Therapie voor de ziekte van von Willebrand wordt op drie manieren uitgevoerd (afhankelijk van de ernst van de aandoening):
- Het gebruik van medicijnen die het niveau van de intrinsieke von Willebrand-factor verhogen.
- Substitutietherapie met bloedpreparaten die von Willebrand-factor bevatten.
- Lokale therapie van schade aan de slijmvliezen en huid.

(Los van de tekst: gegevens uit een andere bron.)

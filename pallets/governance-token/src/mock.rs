use crate as pallet_governance_token;
use crate::OnTransfer;
use core::{cell::RefCell, time::Duration};
use frame_support::{
    derive_impl, parameter_types,
    traits::{ConstU32, ConstU64, UnixTime},
};
use sp_core::{ecdsa, Pair, H160, H256, U256};
use sp_runtime::{
    traits::{BlakeTwo256, Convert, IdentityLookup},
    BuildStorage, DispatchError, DispatchResult,
};
use std::collections::BTreeMap;

type Block = frame_system::mocking::MockBlock<Test>;

// Configure a mock runtime to test the pallet.
frame_support::construct_runtime!(
    pub enum Test {
        System: frame_system,
        GovernanceToken: pallet_governance_token,
    }
);

#[derive_impl(frame_system::config_preludes::TestDefaultConfig)]
impl frame_system::Config for Test {
    type BaseCallFilter = frame_support::traits::Everything;
    type BlockWeights = ();
    type BlockLength = ();
    type DbWeight = ();
    type RuntimeOrigin = RuntimeOrigin;
    type RuntimeCall = RuntimeCall;
    type Nonce = u64;
    type Hash = H256;
    type Hashing = BlakeTwo256;
    type AccountId = u64;
    type Lookup = IdentityLookup<Self::AccountId>;
    type Block = Block;
    type RuntimeEvent = RuntimeEvent;
    type BlockHashCount = ConstU64<250>;
    type Version = ();
    type PalletInfo = PalletInfo;
    type AccountData = ();
    type OnNewAccount = ();
    type OnKilledAccount = ();
    type SystemWeightInfo = ();
    type SS58Prefix = ();
    type OnSetCode = ();
    type MaxConsumers = ConstU32<16>;
}

pub const ADMIN: u64 = 1;
pub const MIGRATOR: u64 = 20;
pub const DISTRIBUTOR: u64 = 21;
pub const GOVERNANCE: u64 = 99;

/// Genesis account holding exactly 100 tokens and no checkpoints.
pub const HOLDER: u64 = 4;

/// Timestamp (seconds) every test starts at.
pub const GENESIS_TIME: u64 = 1_700_000_000;

parameter_types! {
    pub const AdminAccount: u64 = ADMIN;
    pub const ChainId: u64 = 42;
    pub LedgerAddress: H160 = H160::repeat_byte(0x11);
    pub const MigrationAmount: u128 = 7_000_000;
    pub const DistributionAmount: u128 = 3_000_000;
}

pub struct EnsureAdmin;
impl frame_support::traits::EnsureOrigin<RuntimeOrigin> for EnsureAdmin {
    type Success = u64;

    fn try_origin(o: RuntimeOrigin) -> Result<Self::Success, RuntimeOrigin> {
        match o.clone().into() {
            Ok(frame_system::RawOrigin::Signed(account)) if account == AdminAccount::get() => {
                Ok(account)
            },
            _ => Err(o),
        }
    }

    #[cfg(feature = "runtime-benchmarks")]
    fn try_successful_origin() -> Result<RuntimeOrigin, ()> {
        Ok(RuntimeOrigin::signed(AdminAccount::get()))
    }
}

/// What the governance hook does after recording a call.
#[derive(Clone, Copy, Debug, PartialEq, Eq)]
pub enum HookMode {
    Accept,
    Reject,
    /// Try to move one token from the hook account back into the ledger.
    Reenter,
}

/// One observed governance notification.
#[derive(Clone, Debug, PartialEq, Eq)]
pub struct HookCall {
    pub hook: u64,
    pub from: Option<u64>,
    pub to: Option<u64>,
    pub amount: u128,
    /// `(balance, snapshot_count)` of `from` as seen from inside the hook
    pub from_state: Option<(u128, u32)>,
    /// `(balance, snapshot_count)` of `to` as seen from inside the hook
    pub to_state: Option<(u128, u32)>,
}

pub const HOOK_REJECTION: DispatchError = DispatchError::Other("governance hook rejected");

thread_local! {
    static NOW: RefCell<u64> = const { RefCell::new(GENESIS_TIME) };
    static ADDRESSES: RefCell<BTreeMap<u64, H160>> = const { RefCell::new(BTreeMap::new()) };
    static HOOK_CALLS: RefCell<Vec<HookCall>> = const { RefCell::new(Vec::new()) };
    static HOOK_MODE: RefCell<HookMode> = const { RefCell::new(HookMode::Accept) };
}

pub struct MockTime;
impl UnixTime for MockTime {
    fn now() -> Duration {
        Duration::from_secs(NOW.with(|now| *now.borrow()))
    }
}

pub fn set_now(seconds: u64) {
    NOW.with(|now| *now.borrow_mut() = seconds);
}

/// Accounts without a registered key map to their id as a big-endian address,
/// so account `0` is the null address.
pub struct TestAddresses;
impl Convert<u64, H160> for TestAddresses {
    fn convert(who: u64) -> H160 {
        ADDRESSES
            .with(|addresses| addresses.borrow().get(&who).copied())
            .unwrap_or_else(|| H160::from_low_u64_be(who))
    }
}

pub struct RecordingHook;
impl OnTransfer<u64> for RecordingHook {
    fn on_transfer(
        hook: &u64,
        from: Option<&u64>,
        to: Option<&u64>,
        amount: u128,
    ) -> DispatchResult {
        let observe =
            |who: &u64| (GovernanceToken::balance_of(who), GovernanceToken::snapshot_count_of(who));
        let call = HookCall {
            hook: *hook,
            from: from.copied(),
            to: to.copied(),
            amount,
            from_state: from.map(observe),
            to_state: to.map(observe),
        };
        HOOK_CALLS.with(|calls| calls.borrow_mut().push(call));

        match HOOK_MODE.with(|mode| *mode.borrow()) {
            HookMode::Accept => Ok(()),
            HookMode::Reject => Err(HOOK_REJECTION),
            HookMode::Reenter => GovernanceToken::transfer(RuntimeOrigin::signed(*hook), ADMIN, 1),
        }
    }
}

pub fn set_hook_mode(mode: HookMode) {
    HOOK_MODE.with(|current| *current.borrow_mut() = mode);
}

pub fn hook_calls() -> Vec<HookCall> {
    HOOK_CALLS.with(|calls| calls.borrow().clone())
}

pub fn clear_hook_calls() {
    HOOK_CALLS.with(|calls| calls.borrow_mut().clear());
}

impl pallet_governance_token::Config for Test {
    type RuntimeEvent = RuntimeEvent;
    type AdminOrigin = EnsureAdmin;
    type OnTransfer = RecordingHook;
    type TimeProvider = MockTime;
    type AccountAddress = TestAddresses;
    type ChainId = ChainId;
    type LedgerAddress = LedgerAddress;
    type MigrationAmount = MigrationAmount;
    type DistributionAmount = DistributionAmount;
    type WeightInfo = ();
}

/// Sign a 32-byte digest the way an Ethereum wallet does, returning `(v, r, s)`.
pub fn sign_digest(pair: &ecdsa::Pair, digest: &H256) -> (u8, H256, H256) {
    let signature = pair.sign_prehashed(digest.as_fixed_bytes());
    let raw: &[u8] = signature.as_ref();
    (raw[64] + 27, H256::from_slice(&raw[..32]), H256::from_slice(&raw[32..64]))
}

/// Create a signing key for `who` and map `who` to its Ethereum address.
pub fn register_signer(who: u64, seed: u8) -> ecdsa::Pair {
    let pair = ecdsa::Pair::from_seed(&[seed; 32]);
    let probe = H256::repeat_byte(0xEE);
    let (v, r, s) = sign_digest(&pair, &probe);
    let address =
        crate::permit::recover_signer(&probe, v, &r, &s).expect("freshly signed digest recovers");
    ADDRESSES.with(|addresses| addresses.borrow_mut().insert(who, address));
    pair
}

/// Sign a permit for `owner`'s current nonce.
pub fn sign_permit(
    pair: &ecdsa::Pair,
    owner: u64,
    spender: u64,
    value: U256,
    deadline: U256,
) -> (u8, H256, H256) {
    let nonce = GovernanceToken::nonce_of(owner);
    let digest = GovernanceToken::permit_digest(&owner, &spender, value, nonce, deadline);
    sign_digest(pair, &digest)
}

/// Run `initialize` as the admin with the given governance hook.
pub fn initialize_ledger(governance_hook: Option<u64>) {
    frame_support::assert_ok!(GovernanceToken::initialize(
        RuntimeOrigin::signed(ADMIN),
        MIGRATOR,
        DISTRIBUTOR,
        governance_hook,
    ));
}

// Build genesis storage according to the mock runtime.
pub fn new_test_ext() -> sp_io::TestExternalities {
    set_now(GENESIS_TIME);
    set_hook_mode(HookMode::Accept);
    clear_hook_calls();
    ADDRESSES.with(|addresses| addresses.borrow_mut().clear());

    let mut t = frame_system::GenesisConfig::<Test>::default().build_storage().unwrap();

    pallet_governance_token::GenesisConfig::<Test> {
        token_name: b"Test Governance".to_vec(),
        token_symbol: b"TGV".to_vec(),
        decimals: 18,
        initial_balances: vec![(2, 1_000_000), (3, 500_000), (HOLDER, 100)],
    }
    .assimilate_storage(&mut t)
    .unwrap();

    let mut ext = sp_io::TestExternalities::new(t);
    ext.execute_with(|| System::set_block_number(1));
    ext
}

De ziekte van Von Willebrand is een indicatie voor het gebruik van bloedproducten die vWF bevatten
De belangrijkste groepen geneesmiddelen die bij de behandeling worden gebruikt:
- hormonale middelen;
- antifibrinolytische geneesmiddelen;
- lokale hemostatica;
- plasmaconcentraten.
Mogelijke complicaties en gevolgen
De belangrijkste complicatie van de ziekte van von Willebrand is de ontwikkeling van bloedingen (inclusief intra-articulaire, intracavitaire en bloeding in de hersenstructuren), wat tot fatale gevolgen kan leiden.
Voorspelling
Met tijdige diagnose en complexe therapie is de prognose gunstig.
Preventie
Omdat de ziekte genetisch is, is het niet mogelijk om de ontwikkeling ervan te voorkomen, maar er zijn een aantal maatregelen die het risico op bloedingen aanzienlijk kunnen verminderen:
- weigering om niet-steroïde anti-inflammatoire geneesmiddelen te gebruiken;
- uitsluiting van plaatjesaggregatieremmers (acetylsalicylzuur, clopidogrel);
- regelmatige preventieve onderzoeken;
- voorkomen van traumatische invloeden.
YouTube-video met betrekking tot het artikel:
Olesya Smolnyakova Therapie, klinische farmacologie en farmacotherapie Over de auteur
Opleiding: hoger, 2004 (GOU VPO "Kursk State Medical University"), specialiteit "General Medicine", kwalificatie "Doctor". 2008-2012 - Postdoctorale student van de Afdeling Klinische Farmacologie, KSMU, Kandidaat Medische Wetenschappen (2013, specialiteit "Farmacologie, Klinische Farmacologie"). 2014-2015 - professionele omscholing, specialiteit "Management in het onderwijs", FSBEI HPE "KSU".
De informatie is gegeneraliseerd en wordt alleen ter informatie verstrekt. Raadpleeg uw arts bij het eerste teken van ziekte. Zelfmedicatie is gevaarlijk voor de gezondheid!